XIII. Customer Feedback
Customer feedback is the information and opinions your customers leave about your product, service,
or brand.
Often, it’s in the form of survey responses, but you can also find customer feedback in social media
conversations, online reviews, chats, customer support tickets, and more
By gathering and analyzing customer feedback, you can find out which aspects of your business are
working well and which may require improvement.
XIV. Keyword Extractor
Keyword extraction (also known as keyword detection or keyword analysis) is a text analysis technique
that automatically extracts the most used and most important words and expressions from a text. It
helps summarize the content of texts and recognize the main topics discussed.

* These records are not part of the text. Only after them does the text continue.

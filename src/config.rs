//! Configuration Module
//!
//! Handles loading and managing server configuration from environment variables.

use std::env;
use std::fmt;
use std::str::FromStr;
use std::time::Duration;

use serde::Serialize;

// == Cache Policy ==
/// Which cache policy the server fronts.
#[derive(Debug, Clone, Copy, PartialEq, Eq, Serialize)]
#[serde(rename_all = "kebab-case")]
pub enum CachePolicy {
    WriteThrough,
    WriteBehind,
    Dependency,
    Replicated,
}

impl FromStr for CachePolicy {
    type Err = String;

    fn from_str(s: &str) -> Result<Self, Self::Err> {
        match s.trim().to_ascii_lowercase().replace('_', "-").as_str() {
            "write-through" => Ok(Self::WriteThrough),
            "write-behind" => Ok(Self::WriteBehind),
            "dependency" => Ok(Self::Dependency),
            "replicated" => Ok(Self::Replicated),
            other => Err(format!("unknown cache policy '{}'", other)),
        }
    }
}

impl fmt::Display for CachePolicy {
    fn fmt(&self, f: &mut fmt::Formatter<'_>) -> fmt::Result {
        let name = match self {
            Self::WriteThrough => "write-through",
            Self::WriteBehind => "write-behind",
            Self::Dependency => "dependency",
            Self::Replicated => "replicated",
        };
        f.write_str(name)
    }
}

/// Server configuration parameters.
///
/// All values can be configured via environment variables with sensible defaults.
#[derive(Debug, Clone)]
pub struct Config {
    /// Cache policy served over HTTP
    pub policy: CachePolicy,
    /// Entry TTL in milliseconds
    pub default_ttl_ms: u64,
    /// Write-behind flush period in milliseconds
    pub flush_interval_ms: u64,
    /// Delay before a replicated write reaches peers, in milliseconds
    pub propagation_delay_ms: u64,
    /// Bound on each backing-store or peer call, in milliseconds
    pub operation_timeout_ms: u64,
    /// Number of simulated nodes for the replicated policy
    pub replica_count: usize,
    /// HTTP server port
    pub server_port: u16,
}

impl Config {
    /// Creates a new Config by loading values from environment variables.
    ///
    /// # Environment Variables
    /// - `CACHE_POLICY` - Policy to serve (default: dependency)
    /// - `DEFAULT_TTL_MS` - Entry TTL (default: 300000)
    /// - `FLUSH_INTERVAL_MS` - Write-behind flush period (default: 60000)
    /// - `PROPAGATION_DELAY_MS` - Replication delay (default: 10)
    /// - `OPERATION_TIMEOUT_MS` - Backing-store/peer call bound (default: 5000)
    /// - `REPLICA_COUNT` - Simulated replicated nodes (default: 3)
    /// - `SERVER_PORT` - HTTP server port (default: 3000)
    ///
    /// Missing or unparseable values fall back to the defaults.
    pub fn from_env() -> Self {
        let defaults = Self::default();
        Self {
            policy: env_or("CACHE_POLICY", defaults.policy),
            default_ttl_ms: env_or("DEFAULT_TTL_MS", defaults.default_ttl_ms),
            flush_interval_ms: env_or("FLUSH_INTERVAL_MS", defaults.flush_interval_ms),
            propagation_delay_ms: env_or("PROPAGATION_DELAY_MS", defaults.propagation_delay_ms),
            operation_timeout_ms: env_or("OPERATION_TIMEOUT_MS", defaults.operation_timeout_ms),
            replica_count: env_or("REPLICA_COUNT", defaults.replica_count),
            server_port: env_or("SERVER_PORT", defaults.server_port),
        }
    }

    pub fn ttl(&self) -> Duration {
        Duration::from_millis(self.default_ttl_ms)
    }

    pub fn flush_interval(&self) -> Duration {
        Duration::from_millis(self.flush_interval_ms)
    }

    pub fn propagation_delay(&self) -> Duration {
        Duration::from_millis(self.propagation_delay_ms)
    }

    pub fn operation_timeout(&self) -> Duration {
        Duration::from_millis(self.operation_timeout_ms)
    }

    /// Returns warnings for settings that work but are likely mistakes.
    pub fn validate(&self) -> Vec<String> {
        let mut warnings = Vec::new();

        if self.policy == CachePolicy::WriteBehind && self.flush_interval_ms >= self.default_ttl_ms {
            warnings.push(format!(
                "FLUSH_INTERVAL_MS ({}) should be shorter than DEFAULT_TTL_MS ({}); dirty writes may expire before they are flushed",
                self.flush_interval_ms, self.default_ttl_ms
            ));
        }
        if self.policy == CachePolicy::Replicated && self.replica_count < 2 {
            warnings.push(format!(
                "REPLICA_COUNT ({}) leaves the replicated cache without peers",
                self.replica_count
            ));
        }

        warnings
    }
}

impl Default for Config {
    fn default() -> Self {
        Self {
            policy: CachePolicy::Dependency,
            default_ttl_ms: 300_000,
            flush_interval_ms: 60_000,
            propagation_delay_ms: 10,
            operation_timeout_ms: 5_000,
            replica_count: 3,
            server_port: 3000,
        }
    }
}

fn env_or<T: FromStr>(name: &str, default: T) -> T {
    env::var(name)
        .ok()
        .and_then(|v| v.parse().ok())
        .unwrap_or(default)
}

Keyword extraction uses machine learning artificial intelligence (AI) with natural language processing
(NLP) to break down human language so that it can be understood and analyzed by machines. It’s used
to find keywords from all manner of text: regular documents and business reports, social media
comments, online forums and reviews, news reports, and more.
XV. Text analysis
Text analysis (TA) is a machine learning technique used to automatically extract valuable insights from
unstructured text data. Companies use text analysis tools to quickly digest online data and documents,
and transform them into actionable insights.
You can us text analysis to extract specific information, like keywords, names, or company information
from thousands of emails, or categorize survey responses by sentiment and topic.
XVI. Text classification
Text classification is a machine learning technique that assigns a set of predefined categories to openended
text. Text classifiers can be used to organize, structure, and categorize pretty much any kind of
text – from documents, medical studies and files, and all over the web.
For example, new articles can be organized by topics; support tickets can be organized by urgency; chat
conversations can be organized by language; brand mentions can be organized by sentiment; and so on.
It’s estimated that around 80% of all information is unstructured, with text being one of the most
common types of unstructured data. Because of the messy nature of text, analyzing, understanding,
organizing, and sorting through text data is hard and time-consuming, so most companies fail to use it to
its full potential.
This is where text classification with machine learning comes in. Using text classifiers, companies can
automatically structure all manner of relevant text, from emails, legal documents, social media,
chatbots, surveys, and more in a fast and cost-effective way. This allows companies to save time
analyzing text data, automate business processes, and make data-driven business decisions.